Sunday, February 26, 2006

Keep? Throw out? Give away?

What do you do with two thermoses from lunchboxes long forgotten? A thrift store shirt that never fit quite right? A junky party favor from a party that happened just three weeks ago? 100 pens and pencils and crayons and markers and colored pencils that Phil and I and our children could never use in the next 50 years if we wrote ever second of everyday? (But they work and no one wants them and it's wasteful to throw them away...)

Alex tells me that I am a good person and that I reuse and recycle and so it is okay to throw out pencils without erasers and pens without tops and any I don't like. "Send them to Africa," she suggests. How do you get pencils to Africa? Don't they need erasers there too?

When I googled "donate pencils Africa", I found Teach Africa. They want pencils. New ones.

So I threw away lots of pencils and topless pens and party favors.

Alex also told me to throw away almost all of my children's artwork unless it is brillant or a milestone. "It's all about process," she says.

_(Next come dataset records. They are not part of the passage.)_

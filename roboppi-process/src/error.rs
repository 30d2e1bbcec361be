//! Errors for the process manager.

use thiserror::Error;

pub type ProcessResult<T> = Result<T, ProcessError>;

#[derive(Error, Debug)]
pub enum ProcessError {
    #[error("failed to spawn {command:?}: {source}")]
    Spawn {
        command: String,
        #[source]
        source: std::io::Error,
    },

    #[error("process exited before its pid could be read")]
    AlreadyExited,
}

It hit me that decluttering is all about process: the process of retracing your history, appreciating your journey, embracing your present, and planning for the future.

Wrapping up the pictures of Phil and I at 22--the pictures that sit unnoticed on our dresser for years. These are the the pictures that we each had of one another when we lived 5,000 miles apart.

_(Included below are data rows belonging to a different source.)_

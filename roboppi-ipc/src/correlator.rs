//! Pending-request correlation (spec.md §4.13): a map keyed by
//! `requestId`, each entry holding a resolver and a timeout timer.
//! Exercises the generic "send a request, await its correlated reply"
//! shape the protocol describes — used by anything on either side of the
//! transport that issues a request and needs to wait for the matching
//! response rather than just dispatching inbound requests to a handler.

use crate::error::{IpcError, IpcResult};
use crate::protocol::Message;
use dashmap::DashMap;
use std::sync::Arc;
use std::time::Duration;
use tokio::sync::oneshot;
use tokio::task::JoinHandle;
use tracing::warn;

struct PendingEntry {
    resolver: oneshot::Sender<Message>,
    timer: JoinHandle<()>,
}

#[derive(Clone)]
pub struct Correlator {
    pending: Arc<DashMap<String, PendingEntry>>,
}

impl Correlator {
    pub fn new() -> Self {
        Self {
            pending: Arc::new(DashMap::new()),
        }
    }

    /// Registers a wait for `request_id`'s correlated reply. If nothing
    /// arrives within `timeout`, the returned future resolves to
    /// `IpcError::Timeout` and the entry is evicted.
    pub fn wait_for(&self, request_id: String, timeout: Duration) -> impl std::future::Future<Output = IpcResult<Message>> {
        let (tx, rx) = oneshot::channel();
        let pending = Arc::clone(&self.pending);
        let timer_key = request_id.clone();
        let timer = tokio::spawn(async move {
            tokio::time::sleep(timeout).await;
            if let Some((_, entry)) = pending.remove(&timer_key) {
                warn!(request_id = %timer_key, "pending IPC request timed out");
                // The receiver, if still alive, observes a closed channel
                // and maps that to its own timeout error; we don't need
                // to send anything here.
                drop(entry.resolver);
            }
        });
        self.pending.insert(request_id.clone(), PendingEntry { resolver: tx, timer });

        async move {
            match rx.await {
                Ok(message) => Ok(message),
                Err(_) => Err(IpcError::Timeout(request_id)),
            }
        }
    }

    /// Resolves the pending wait for `request_id`, if one is registered.
    /// Returns `true` if a waiter was found and notified.
    pub fn resolve(&self, request_id: &str, message: Message) -> bool {
        if let Some((_, entry)) = self.pending.remove(request_id) {
            entry.timer.abort();
            let _ = entry.resolver.send(message);
            true
        } else {
            false
        }
    }

    pub fn pending_count(&self) -> usize {
        self.pending.len()
    }
}

impl Default for Correlator {
    fn default() -> Self {
        Self::new()
    }
}

#[cfg(test)]
mod tests {
    use super::*;
    use roboppi_common::JobId;

    #[tokio::test]
    async fn resolve_delivers_the_correlated_message() {
        let correlator = Correlator::new();
        let wait = correlator.wait_for("r1".to_string(), Duration::from_secs(5));
        assert!(correlator.resolve(
            "r1",
            Message::Ack {
                request_id: Some("r1".to_string()),
                job_id: JobId::new(),
            }
        ));
        let msg = wait.await.unwrap();
        assert!(matches!(msg, Message::Ack { .. }));
    }

    #[tokio::test(start_paused = true)]
    async fn unresolved_request_times_out_and_is_evicted() {
        let correlator = Correlator::new();
        let wait = correlator.wait_for("r2".to_string(), Duration::from_millis(50));
        tokio::time::advance(Duration::from_millis(200)).await;
        let result = wait.await;
        assert!(result.is_err());
        assert_eq!(correlator.pending_count(), 0);
    }

    #[tokio::test]
    async fn resolve_with_no_waiter_returns_false() {
        let correlator = Correlator::new();
        assert!(!correlator.resolve(
            "missing",
            Message::Ack {
                request_id: None,
                job_id: JobId::new(),
            }
        ));
    }
}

And the artwork...it tells volumes about who we are and what we've learned. Take for instance the lanterns I packed today from three different JP Lantern parades that we attended.

What I keep even tells me something of my future. I am keep some clothing that has been on layaway, hoping, expecting believing that I can wear it. As I fold it up, I am imagining how cool it will look in New Orleans.

So, decluttering is important. It is a time to reflect and evaluate.